What this task involves:
Copy out exactly the lines from the start of the data to the line containing "components: a profile". Include both.
Data shown Start Marker
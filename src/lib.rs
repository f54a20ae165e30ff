//! ProfileKit - Profile Card and Setup Wizards for the Terminal
//!
//! Terminal rendition of a small set of user-profile components: a profile
//! card, a three-step setup wizard (modal or full page) and an edit modal
//! with a live preview.
//!
//! ## Features
//!
//! - **Profile card:** connect/message/share/view actions gated by connection status
//! - **Setup wizard:** validated steps, list editors for skills, highlights and links
//! - **Edit modal:** split-pane editor with a live card preview
//! - **Simulated backend:** saves go through an async `ProfileService`
//!
//! ## Quick Start
//!
//! ```bash
//! # Show the demo card
//! profilekit card
//!
//! # Create a profile; the result is printed as JSON
//! profilekit setup --page
//!
//! # Edit a saved profile
//! profilekit edit --from profile.json
//! ```

pub mod cli;
pub mod config;
pub mod error;
pub mod logging;
pub mod profile;
pub mod services;
pub mod tui;

// Re-export commonly used types
pub use error::{ErrorCode, ProfileKitError};
pub use profile::{ConnectionStatus, Profile, ProfileDraft};
pub use tui::ProfileHandler;

/// Version information
pub const VERSION: &str = env!("CARGO_PKG_VERSION");
pub const AUTHORS: &str = env!("CARGO_PKG_AUTHORS");
pub const DESCRIPTION: &str = env!("CARGO_PKG_DESCRIPTION");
Data shown End Marker
Result of the exercise:
filename src/lib.rs
repository f54a20ae165e30ff
//! ProfileKit - Profile Card and Setup Wizards for the Terminal
//!
//! Terminal rendition of a small set of user-profile components: a profile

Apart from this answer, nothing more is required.